×
Community Blog Making SQL Optimizer More Accurate: AnalyticDB for PostgreSQL Auto Analyze Feature

Making SQL Optimizer More Accurate: AnalyticDB for PostgreSQL Auto Analyze Feature

This blog introduces the AnalyticDB for PostgreSQL Auto Analyze Feature and discusses how it helps users collect more accurate statistical information.

By Wang Wei (Zhanyi)

The Auto Analyze feature released this time has addressed problems that arose during the use of the AnalyticDB for PostgreSQL instance. The main problem is that the degradation of the cost-based optimizer (CBO) in generating plans due to the failure to execute analyze statement in time to collect statistics, resulting in a business analysis slowdown.

Introduction to AnalyticDB for PostgreSQL

AnalyticDB for PostgreSQL is a data warehouse service with massive-parallel processing architecture on Alibaba Cloud. It is compatible with PostgreSQL and Greenplum, and is highly compatible with Oracle syntax ecology, with PostgreSQL engine as its kernel, supporting standard SQL 2003.

Moreover, AnalyticDB for PostgreSQL features storage and computing separation and smooth online scaling, providing supports for online analysis and exploration in any dimension as well as high-performance offline data processing. So, it is a competitive data warehouse solution for the industries such as the internet, finance, securities, insurance, banking, digital government and new retail.

1

With the MPP architecture, the instance in AnalyticDB for PostgreSQL is composed of multiple compute nodes. Its storage capacity scales linearly with the number of nodes and the query response time remains constant.

The CBO optimizer of AnalyticDB for PostgreSQL selects the best plan for a query based on table statistics. The Auto Analyze feature released this time has addressed problems that arose during the use of the AnalyticDB for PostgreSQL instance. The main problem is that the degradation of the cost-based optimizer (CBO) in generating plans due to the failure to execute analyze statement in time to collect statistics, resulting in a business analysis slowdown.

Analyze Importance

The current cost-based optimizer (CBO) of AnalyticDB for PostgreSQL relies on the evaluation of the cost used to measure each candidate plan, which in turn relies on the statistical information collected. The relationship between CBO and statistical information is very close and complementary. If CBO is good enough but without sufficient information, then it is like making bricks without straw. Statistical information is collected to provide CBO with enough reasonable information so that CBO can make reasonable decisions based on this statistical information. For example, there is e a table t and idx_t_z shown below.

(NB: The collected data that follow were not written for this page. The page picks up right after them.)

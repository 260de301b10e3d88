//! Error types for wasmake
//!
//! This module defines the error hierarchy for the build orchestrator:
//! - Toolchain discovery errors (fatal, before any work starts)
//! - Project manifest errors (fatal, before any work starts)
//! - Configuration and CLI errors
//! - Worker thread errors
//! - Aggregated compile/link failures
//!
//! Design philosophy:
//! - Use thiserror for structured error types in library code
//! - Errors should be actionable - include context about what to do
//! - External tool exit statuses are captured and surfaced, never discarded

use std::path::PathBuf;
use thiserror::Error;

/// Top-level error type for the build orchestrator
#[derive(Error, Debug)]
pub enum BuildError {
    /// Project manifest errors
    #[error("Manifest error: {0}")]
    Manifest(#[from] ManifestError),

    /// Toolchain discovery errors
    #[error("Toolchain error: {0}")]
    Toolchain(#[from] ToolchainError),

    /// Configuration errors
    #[error("Configuration error: {0}")]
    Config(#[from] ConfigError),

    /// Worker/concurrency errors
    #[error("Worker error: {0}")]
    Worker(#[from] WorkerError),

    /// I/O errors (directory creation, etc.)
    #[error("I/O error: {0}")]
    Io(#[from] std::io::Error),

    /// One or more compile tasks failed; the build refuses to link
    #[error("{failed} of {dispatched} compile task(s) failed")]
    CompileFailed { failed: usize, dispatched: usize },

    /// The link invocation exited with a failure
    #[error("Link step failed: {detail}")]
    LinkFailed { detail: String },

    /// The data-preparation command could not run or exited with a failure
    #[error("Data preparation failed: {detail}")]
    DataPrepFailed { detail: String },

    /// Interrupted by signal
    #[error("Build interrupted by signal")]
    Interrupted,
}

/// Toolchain discovery errors
#[derive(Error, Debug)]
pub enum ToolchainError {
    /// SDK environment variable is missing
    #[error("{var} environment variable not found: run 'emsdk activate' before building")]
    EnvNotSet { var: &'static str },

    /// The compiler driver is not where the SDK root says it should be
    #[error("Cannot find emcc (looked for '{path}')")]
    CompilerNotFound { path: PathBuf },
}

/// Project manifest errors
#[derive(Error, Debug)]
pub enum ManifestError {
    /// Manifest file missing or unreadable
    #[error("Cannot read project manifest '{path}': {reason}")]
    Unreadable { path: PathBuf, reason: String },

    /// Manifest is not valid JSON or fails the schema
    #[error("Malformed project manifest '{path}': {reason}")]
    Malformed { path: PathBuf, reason: String },

    /// A file listed in the manifest could not be stat'ed
    #[error("Cannot stat '{path}' listed in the manifest: {reason}")]
    StatFailed { path: PathBuf, reason: String },

    /// Manifest lists no translation units at all
    #[error("Manifest lists no source files")]
    NoSources,
}

/// Configuration and CLI errors
#[derive(Error, Debug)]
pub enum ConfigError {
    /// Invalid parallel job count
    #[error("Invalid job count {count}: must be between 1 and {max}")]
    InvalidJobs { count: usize, max: usize },

    /// Manifest path given on the command line does not exist
    #[error("Project manifest '{path}' does not exist")]
    ManifestNotFound { path: PathBuf },
}

/// Worker thread errors
#[derive(Error, Debug)]
pub enum WorkerError {
    /// Worker thread could not be spawned
    #[error("Failed to spawn worker {id}: {reason}")]
    SpawnFailed { id: usize, reason: String },

    /// Worker panicked
    #[error("Worker {id} panicked")]
    Panicked { id: usize },
}

/// Record of a single failed compile task
///
/// Collected by the workers and reported in full after the compile phase;
/// any entry here aborts the build before the link step.
#[derive(Debug, Clone)]
pub struct CompileFailure {
    /// Source file whose compile invocation failed
    pub source: PathBuf,

    /// What went wrong: "exit code N", "terminated by signal", or a
    /// spawn error description
    pub detail: String,
}

/// Result type alias for BuildError
pub type Result<T> = std::result::Result<T, BuildError>;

create table t(i int , j int, z int); 
create index idx_t_z on t(z); 
insert into t select i, i, i from generate_series(1, 2) i;  -- 1 
insert into t select i, i, i from generate_series(1, 3333333) i;  -- 2 
insert into t select i, i, 20181218 from generate_series(1, 10) i;

The first insert here triggers the AnalyticDB for PostgreSQL AutoStats mechanism, which will then perform an analyze statement on table t and collect the relevant statistics. Then, use explain analyze to execute a simple query and output the execution plan of the query.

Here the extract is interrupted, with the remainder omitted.